Recommended talk: Agile is Dead • Pragmatic Dave Thomas Thomas • GOTO 2015

Understanding True Simplicity

Sarah Taraporewalla: I really like breaking it down. I've been obsessing over the fact that simple isn't easy. Simple is actually quite difficult to do. Then we've got the work from Dave Snowden around the Cynefin framework where we talk about complex and complicated work and simple. How does simple and this idea of simplicity fit in with what does complicated mean and complex? How do we know something is simple without being simplistic?

Dave Thomas: That's a really good question. And it was the one I struggled with. I think that the first thing is when you say simplicity is not easy - true simplicity requires mastery of something. Because if you look at the stuff done by beginners in absolutely any topic, any subject, and what you'll see is things where they have bolted stuff together. They know about this, they know about that, they know about something else, and they throw it all into a bag and push hard. You've got something that's been created.

Whereas somebody who has control of that discipline can approach it in a very different way. They will say, "This is what this final result is going to look like. I'm going to craft just that." And what they end up with is something which is relatively minimal, which works, which looks good at a UI level, but at like a design or implementation or whatever level. And it just feels right.

So you cannot just say, "I want to write something with simplicity." It's a question of acquiring simplicity. For me, that was the big realization - that you can't tell people how to create simplicity. All you can do is show them how to teach themselves to have simplicity.

It's a bit like looking at great painters. Some of them, particularly the older ones, did awfully detailed stuff, but with many it's big, bold brushstrokes and lines that anyone can draw, but only they can actually create. And it's that mastery is what we're looking for.

The Orient-Step-Learn Framework

Sarah Taraporewalla: In the book, you've got a really nice framework that you use to talk about - the Orient, Step, and Learn sort of process that we can follow or guidance that we can use every day to help us achieve that mastery. Can you, for our audience, explain that? What does it mean and how might one use it just on any ordinary Tuesday?

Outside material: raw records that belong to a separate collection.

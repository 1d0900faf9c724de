//! Diagnostic logging to standard error

use tracing_subscriber::{EnvFilter, fmt, prelude::*};

/// Install the global subscriber.
///
/// `RUST_LOG` wins when set; otherwise warnings only, or debug output for
/// fnctl crates when `verbose` is on.
pub fn init(verbose: bool) {
    let default = if verbose {
        "warn,fnctl=debug,fnctl_core=debug,fnctl_deploy=debug"
    } else {
        "warn"
    };
    let filter = EnvFilter::try_from_default_env().unwrap_or_else(|_| EnvFilter::new(default));

    let _ = tracing_subscriber::registry()
        .with(filter)
        .with(
            fmt::layer()
                .with_writer(std::io::stderr)
                .with_target(verbose)
                .compact(),
        )
        .try_init();
}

Dave Thomas: Sure. There's two aspects to it. First of all, what does it actually mean to do it, and then the second is why do it. What it means to do it is to simply say, don't just launch off and do something. Fundamentally, before you start something, you need to know where you are now, where you want to be when you've finished, and how to know that you've finished. Once you've finished, then you've got to look back and say, "How did that go? What did I learn?"

This is nothing new. This is the essence of agility. Fundamentally, it's planning for and using feedback as you go forward. As with things going back to XP, the trick is to make each of those steps as small as you possibly can, because you want to anticipate that you'll make mistakes and you want those mistakes to be cheap. If you squander five minutes on some wild idea, who cares? If you squander five days, maybe you do.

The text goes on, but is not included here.